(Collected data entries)

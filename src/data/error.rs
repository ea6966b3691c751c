//! Errors raised while loading or generating data.

use thiserror::Error;

/// Errors from the data preparation layer.
#[derive(Debug, Error)]
pub enum DataError {
    #[error("failed to open {path}: {source}")]
    Open {
        path: String,
        #[source]
        source: csv::Error,
    },

    #[error("malformed match data: {0}")]
    Csv(#[from] csv::Error),

    #[error("no home matches found for team {team:?}")]
    NoHomeMatches { team: String },

    #[error("no rows with both goals and shots recorded")]
    NoUsableRows,

    #[error("expected {expected} coefficients, got {got}")]
    CoefficientMismatch { expected: usize, got: usize },

    #[error("invalid Poisson mean {mu} at row {index}")]
    InvalidMean { index: usize, mu: f64 },

    #[error("invalid covariate range [{low}, {high})")]
    InvalidRange { low: f64, high: f64 },
}
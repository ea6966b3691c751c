//! Regression result structures.

use faer::{Col, Mat};
use std::fmt;

/// Name given to the intercept column.
pub const INTERCEPT_NAME: &str = "(Intercept)";

/// One row of the coefficient table.
#[derive(Debug, Clone, PartialEq)]
pub struct CoefficientSummary {
    /// Column name (`(Intercept)` for the intercept).
    pub name: String,
    /// Maximum likelihood estimate.
    pub estimate: f64,
    /// Standard error from the inverse Fisher information.
    pub std_error: f64,
    /// Wald z-statistic, estimate / std_error.
    pub z_value: f64,
    /// Two-sided p-value from the standard normal distribution.
    pub p_value: f64,
}

/// Complete result from a Poisson regression fit.
///
/// All vectors indexed by coefficient follow the column order of the design
/// matrix, with the intercept first when the model has one.
#[derive(Debug, Clone)]
pub struct RegressionResult {
    // ========== Core Results ==========
    /// Coefficient names in design-column order.
    pub names: Vec<String>,

    /// Estimated coefficients, intercept included.
    pub coefficients: Col<f64>,

    /// Whether the first coefficient is an intercept.
    pub has_intercept: bool,

    /// Fitted means μ̂.
    pub fitted_values: Col<f64>,

    /// Linear predictor η̂ = Xβ̂.
    pub linear_predictor: Col<f64>,

    /// IRLS weights at convergence.
    pub weights: Col<f64>,

    /// Number of parameters (including intercept if present).
    pub n_parameters: usize,

    /// Number of observations.
    pub n_observations: usize,

    // ========== Goodness of Fit ==========
    /// Residual deviance.
    pub deviance: f64,

    /// Deviance of the null model.
    pub null_deviance: f64,

    /// Residual degrees of freedom (n - p).
    pub df_residual: usize,

    /// Null degrees of freedom (n - 1 with an intercept, n without).
    pub df_null: usize,

    // ========== Information Criteria ==========
    /// Log-likelihood.
    pub log_likelihood: f64,

    /// Akaike Information Criterion.
    pub aic: f64,

    /// Bayesian Information Criterion.
    pub bic: f64,

    // ========== Inference Statistics ==========
    /// Standard errors of coefficients.
    pub std_errors: Col<f64>,

    /// Wald z-statistics.
    pub z_statistics: Col<f64>,

    /// Two-sided p-values.
    pub p_values: Col<f64>,

    /// Lower bounds of Wald confidence intervals.
    pub conf_interval_lower: Col<f64>,

    /// Upper bounds of Wald confidence intervals.
    pub conf_interval_upper: Col<f64>,

    /// Confidence level used for intervals.
    pub confidence_level: f64,

    /// (X'WX)⁻¹ at convergence.
    pub covariance: Mat<f64>,

    /// Number of IRLS iterations performed.
    pub iterations: usize,
}

impl RegressionResult {
    /// Coefficient table in design-column order.
    pub fn coefficient_table(&self) -> Vec<CoefficientSummary> {
        (0..self.n_parameters).map(|j| self.summary_at(j)).collect()
    }

    /// Find a coefficient row by name.
    pub fn coefficient(&self, name: &str) -> Option<CoefficientSummary> {
        self.names
            .iter()
            .position(|n| n == name)
            .map(|j| self.summary_at(j))
    }

    fn summary_at(&self, j: usize) -> CoefficientSummary {
        CoefficientSummary {
            name: self.names[j].clone(),
            estimate: self.coefficients[j],
            std_error: self.std_errors[j],
            z_value: self.z_statistics[j],
            p_value: self.p_values[j],
        }
    }

    /// Intercept estimate, if the model has one.
    pub fn intercept(&self) -> Option<f64> {
        self.has_intercept.then(|| self.coefficients[0])
    }

    /// Estimates of the non-intercept coefficients.
    pub fn slopes(&self) -> Col<f64> {
        let start = usize::from(self.has_intercept);
        Col::from_fn(self.n_parameters - start, |j| self.coefficients[j + start])
    }
}

/// Significance code for a p-value, in the usual `*** ** * .` scheme.
pub fn significance_stars(p_value: f64) -> &'static str {
    if p_value.is_nan() {
        ""
    } else if p_value < 0.001 {
        "***"
    } else if p_value < 0.01 {
        "**"
    } else if p_value < 0.05 {
        "*"
    } else if p_value < 0.1 {
        "."
    } else {
        ""
    }
}

fn format_p_value(p: f64) -> String {
    if p < 2e-16 {
        "<2e-16".to_string()
    } else if p < 1e-4 {
        format!("{p:.2e}")
    } else {
        format!("{p:.4}")
    }
}

impl fmt::Display for RegressionResult {
    fn fmt(&self, f: &mut fmt::Formatter<'_>) -> fmt::Result {
        let name_width = self.names.iter().map(|n| n.len()).max().unwrap_or(0).max(11);

        writeln!(f, "Coefficients:")?;
        writeln!(
            f,
            "{:<name_width$} {:>10} {:>10} {:>8} {:>9}",
            "", "Estimate", "Std. Error", "z value", "Pr(>|z|)"
        )?;
        for row in self.coefficient_table() {
            writeln!(
                f,
                "{:<name_width$} {:>10.5} {:>10.5} {:>8.3} {:>9} {}",
                row.name,
                row.estimate,
                row.std_error,
                row.z_value,
                format_p_value(row.p_value),
                significance_stars(row.p_value)
            )?;
        }
        writeln!(f, "---")?;
        writeln!(
            f,
            "Signif. codes:  0 '***' 0.001 '**' 0.01 '*' 0.05 '.' 0.1 ' ' 1"
        )?;
        writeln!(f)?;
        writeln!(
            f,
            "(Dispersion parameter for poisson family taken to be 1)"
        )?;
        writeln!(f)?;
        writeln!(
            f,
            "    Null deviance: {:.4}  on {} degrees of freedom",
            self.null_deviance, self.df_null
        )?;
        writeln!(
            f,
            "Residual deviance: {:.4}  on {} degrees of freedom",
            self.deviance, self.df_residual
        )?;
        writeln!(f, "AIC: {:.4}", self.aic)?;
        writeln!(f)?;
        write!(
            f,
            "Number of Fisher Scoring iterations: {}",
            self.iterations
        )
    }
}
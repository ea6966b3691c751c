//! Synthetic Poisson count data.

use faer::{Col, Mat};
use rand::distributions::{Distribution, Uniform};
use rand::Rng;
use rand_distr::Poisson;

use super::DataError;
use crate::core::PoissonFamily;

/// Draw `n` rows of a single covariate uniformly from `[low, high)`.
pub fn uniform_design<R: Rng + ?Sized>(
    n: usize,
    low: f64,
    high: f64,
    rng: &mut R,
) -> Result<Mat<f64>, DataError> {
    if !(low < high) || !low.is_finite() || !high.is_finite() {
        return Err(DataError::InvalidRange { low, high });
    }
    let dist = Uniform::new(low, high);
    let draws: Vec<f64> = (0..n).map(|_| dist.sample(&mut *rng)).collect();
    Ok(Mat::from_fn(n, 1, |i, _| draws[i]))
}

/// Draw counts yᵢ ~ Poisson(exp(xᵢᵀβ)).
///
/// With `with_intercept` the first element of `beta` is the intercept and the
/// remaining ones match the columns of `x`.
pub fn simulate_poisson_response<R: Rng + ?Sized>(
    x: &Mat<f64>,
    beta: &[f64],
    with_intercept: bool,
    rng: &mut R,
) -> Result<Col<f64>, DataError> {
    let offset = usize::from(with_intercept);
    let expected = x.ncols() + offset;
    if beta.len() != expected {
        return Err(DataError::CoefficientMismatch {
            expected,
            got: beta.len(),
        });
    }

    let family = PoissonFamily::new();
    let mut y = Col::zeros(x.nrows());
    for i in 0..x.nrows() {
        let intercept = if with_intercept { beta[0] } else { 0.0 };
        let eta = intercept
            + (0..x.ncols())
                .map(|j| x[(i, j)] * beta[j + offset])
                .sum::<f64>();
        let mu = family.link_inverse(eta);

        let dist = Poisson::new(mu).map_err(|_| DataError::InvalidMean { index: i, mu })?;
        y[i] = dist.sample(&mut *rng);
    }
    Ok(y)
}

#[cfg(test)]
mod tests {
    use super::*;
    use rand::rngs::StdRng;
    use rand::SeedableRng;

    #[test]
    fn test_uniform_design_range() {
        let mut rng = StdRng::seed_from_u64(7);
        let x = uniform_design(200, -2.0, 2.0, &mut rng).unwrap();
        assert_eq!(x.nrows(), 200);
        assert_eq!(x.ncols(), 1);
        assert!((0..200).all(|i| (-2.0..2.0).contains(&x[(i, 0)])));
    }

    #[test]
    fn test_uniform_design_rejects_empty_range() {
        let mut rng = StdRng::seed_from_u64(7);
        assert!(matches!(
            uniform_design(10, 1.0, 1.0, &mut rng),
            Err(DataError::InvalidRange { .. })
        ));
    }

    #[test]
    fn test_simulated_counts_are_non_negative_integers() {
        let mut rng = StdRng::seed_from_u64(42);
        let x = uniform_design(500, -1.0, 1.0, &mut rng).unwrap();
        let y = simulate_poisson_response(&x, &[0.5, 0.3], true, &mut rng).unwrap();

        assert_eq!(y.nrows(), 500);
        assert!(y.iter().all(|&v| v >= 0.0 && v.fract() == 0.0));
    }

    #[test]
    fn test_simulated_mean_tracks_intercept() {
        // E[y] = exp(1) with no covariate effect
        let mut rng = StdRng::seed_from_u64(3);
        let x = Mat::<f64>::zeros(4000, 1);
        let y = simulate_poisson_response(&x, &[1.0, 0.0], true, &mut rng).unwrap();
        let mean = y.iter().sum::<f64>() / 4000.0;
        assert!((mean - 1.0f64.exp()).abs() < 0.15);
    }

    #[test]
    fn test_coefficient_count_checked() {
        let mut rng = StdRng::seed_from_u64(1);
        let x = Mat::<f64>::zeros(5, 2);
        let err = simulate_poisson_response(&x, &[0.1, 0.2], true, &mut rng).unwrap_err();
        assert!(matches!(
            err,
            DataError::CoefficientMismatch {
                expected: 3,
                got: 2
            }
        ));
    }
}
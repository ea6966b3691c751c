//! Data preparation: football match tables and synthetic count data.

mod error;
mod matches;
mod simulate;

pub use error::DataError;
pub use matches::{MatchRecord, MatchTable};
pub use simulate::{simulate_poisson_response, uniform_design};
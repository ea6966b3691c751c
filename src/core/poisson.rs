//! Poisson family with the canonical log link.
//!
//! # Example
//!
//! ```ignore
//! use goalglm::PoissonFamily;
//!
//! let poisson = PoissonFamily::new();
//! let mu = poisson.link_inverse(0.5);
//! assert!((poisson.link(mu) - 0.5).abs() < 1e-12);
//! ```

use statrs::function::gamma::ln_gamma;

/// Largest |η| passed to `exp`; keeps μ and the IRLS weights finite.
pub const ETA_BOUND: f64 = 30.0;

/// Smallest fitted mean; keeps 1/μ and log(μ) finite.
pub const MU_MIN: f64 = f64::EPSILON;

/// Offset added to y for the IRLS starting means.
pub const MU_START_SHIFT: f64 = 0.1;

/// Poisson family for count data regression.
///
/// # Variance Function
///
/// V(μ) = μ
///
/// # Unit Deviance
///
/// d(y, μ) = 2[y·log(y/μ) - (y - μ)], with d(0, μ) = 2μ.
#[derive(Debug, Clone, Copy, PartialEq, Eq, Default)]
pub struct PoissonFamily;

impl PoissonFamily {
    /// Create the Poisson family (log link).
    pub fn new() -> Self {
        Self
    }

    /// Variance function V(μ) = μ.
    #[inline]
    pub fn variance(&self, mu: f64) -> f64 {
        mu.max(MU_MIN)
    }

    /// Log link: η = log(μ).
    #[inline]
    pub fn link(&self, mu: f64) -> f64 {
        mu.max(MU_MIN).ln()
    }

    /// Inverse link μ = exp(η), with η clamped to `±ETA_BOUND`.
    #[inline]
    pub fn link_inverse(&self, eta: f64) -> f64 {
        eta.clamp(-ETA_BOUND, ETA_BOUND).exp().max(MU_MIN)
    }

    /// dη/dμ = 1/μ.
    #[inline]
    pub fn link_derivative(&self, mu: f64) -> f64 {
        1.0 / mu.max(MU_MIN)
    }

    /// dμ/dη = μ.
    #[inline]
    pub fn link_inverse_derivative(&self, eta: f64) -> f64 {
        self.link_inverse(eta)
    }

    /// IRLS weight w = 1 / (V(μ)·(dη/dμ)²), which is μ for the log link.
    #[inline]
    pub fn irls_weight(&self, mu: f64) -> f64 {
        mu.max(MU_MIN)
    }

    /// Working response z = η + (y - μ)·dη/dμ.
    #[inline]
    pub fn working_response(&self, y: f64, mu: f64, eta: f64) -> f64 {
        eta + (y - mu) * self.link_derivative(mu)
    }

    /// Unit deviance d(y, μ).
    pub fn unit_deviance(&self, y: f64, mu: f64) -> f64 {
        let mu = mu.max(MU_MIN);
        if y == 0.0 {
            2.0 * mu
        } else {
            2.0 * (y * (y / mu).ln() - (y - mu))
        }
    }

    /// Total deviance Σ d(yᵢ, μᵢ).
    pub fn deviance(&self, y: &[f64], mu: &[f64]) -> f64 {
        y.iter()
            .zip(mu.iter())
            .map(|(&yi, &mui)| self.unit_deviance(yi, mui))
            .sum()
    }

    /// Deviance of the null model.
    ///
    /// With an intercept the null model fits μ = ȳ; without one it has no
    /// parameters and μ = exp(0) = 1.
    pub fn null_deviance(&self, y: &[f64], with_intercept: bool) -> f64 {
        let mu_null = if with_intercept {
            y.iter().sum::<f64>() / y.len() as f64
        } else {
            1.0
        };
        y.iter().map(|&yi| self.unit_deviance(yi, mu_null)).sum()
    }

    /// Log-likelihood Σ [y·log(μ) - μ - log(y!)].
    pub fn log_likelihood(&self, y: &[f64], mu: &[f64]) -> f64 {
        y.iter()
            .zip(mu.iter())
            .map(|(&yi, &mui)| {
                let mui = mui.max(MU_MIN);
                let y_log_mu = if yi == 0.0 { 0.0 } else { yi * mui.ln() };
                y_log_mu - mui - ln_gamma(yi + 1.0)
            })
            .sum()
    }

    /// Starting means for IRLS: μ⁽⁰⁾ = y + 0.1.
    pub fn initialize_mu(&self, y: &[f64]) -> Vec<f64> {
        y.iter().map(|&yi| yi + MU_START_SHIFT).collect()
    }
}
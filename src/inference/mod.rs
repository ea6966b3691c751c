//! Statistical inference for fitted Poisson models.

mod coefficient;
mod deviance;

pub use coefficient::CoefficientInference;
pub use deviance::{pearson_chi_squared, pearson_dispersion, DevianceTest};
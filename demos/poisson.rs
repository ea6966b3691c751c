//! Fit a Poisson GLM to simulated counts and compare with the truth.
//!
//! Run with `cargo run --example poisson`.

use goalglm::data::{simulate_poisson_response, uniform_design};
use goalglm::diagnostics::{influential_cooks, qq_points};
use goalglm::prelude::*;
use rand::rngs::StdRng;
use rand::SeedableRng;

fn main() -> Result<(), Box<dyn std::error::Error>> {
    env_logger::Builder::from_env(env_logger::Env::default().default_filter_or("info"))
        .format_timestamp(None)
        .init();

    let mut rng = StdRng::seed_from_u64(2024);
    let x = uniform_design(1000, -2.0, 2.0, &mut rng)?;
    let y = simulate_poisson_response(&x, &[0.5, 0.3], true, &mut rng)?;

    let fitted = PoissonRegressor::builder()
        .feature_names(["x"])
        .build()
        .fit(&x, &y)?;
    let result = fitted.result();

    println!("{result}");
    println!();
    println!("true beta = (0.5, 0.3)");
    println!(
        "estimate   = ({:.4}, {:.4})",
        result.coefficients[0], result.coefficients[1]
    );
    println!("dispersion = {:.4}", fitted.dispersion());

    let qq = qq_points(&fitted.deviance_residuals());
    let worst = qq.sample.last().copied().unwrap_or(f64::NAN);
    println!("largest deviance residual = {worst:.4}");

    let influential = influential_cooks(&fitted.cooks_distance(), None);
    println!("observations with Cook's distance above 4/n: {}", influential.len());

    Ok(())
}
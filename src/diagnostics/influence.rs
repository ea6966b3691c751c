//! Influence measures: Cook's distance.

use faer::Col;

/// Compute Cook's distance for each observation of a GLM fit.
///
/// D_i = (r_Pi² / (p * φ)) * (h_ii / (1 - h_ii)²)
///
/// where r_Pi is the Pearson residual and φ the dispersion (1 for Poisson).
/// Observations with D_i > 4/n or D_i > 1 are typically considered influential.
pub fn cooks_distance(
    pearson_residuals: &Col<f64>,
    leverage: &Col<f64>,
    dispersion: f64,
    n_params: usize,
) -> Col<f64> {
    let n = pearson_residuals.nrows();

    if dispersion <= 0.0 || !dispersion.is_finite() || n_params == 0 {
        return Col::from_fn(n, |_| f64::NAN);
    }

    Col::from_fn(n, |i| {
        let r_i = pearson_residuals[i];
        let h_ii = leverage[i];
        let one_minus_h = (1.0 - h_ii).max(1e-14);

        let d_i = (r_i * r_i / (n_params as f64 * dispersion)) * (h_ii / (one_minus_h * one_minus_h));

        if d_i.is_finite() {
            d_i.max(0.0)
        } else {
            f64::NAN
        }
    })
}

/// Identify influential observations based on Cook's distance.
///
/// Returns indices of observations with D_i > threshold.
/// Common thresholds: 4/n or 1.
pub fn influential_cooks(cooks_d: &Col<f64>, threshold: Option<f64>) -> Vec<usize> {
    let n = cooks_d.nrows();
    let cutoff = threshold.unwrap_or(4.0 / n as f64);

    cooks_d
        .iter()
        .enumerate()
        .filter(|(_, &d)| d.is_finite() && d > cutoff)
        .map(|(i, _)| i)
        .collect()
}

◆ **Your task**:
What is needed is a copy of every line above in which "Option" appears.

◆ **Your solution**:
    pub fn coefficient(&self, name: &str) -> Option<CoefficientSummary> {
    pub fn intercept(&self) -> Option<f64> {
pub fn influential_cooks(cooks_d: &Col<f64>, threshold: Option<f64>) -> Vec<usize> {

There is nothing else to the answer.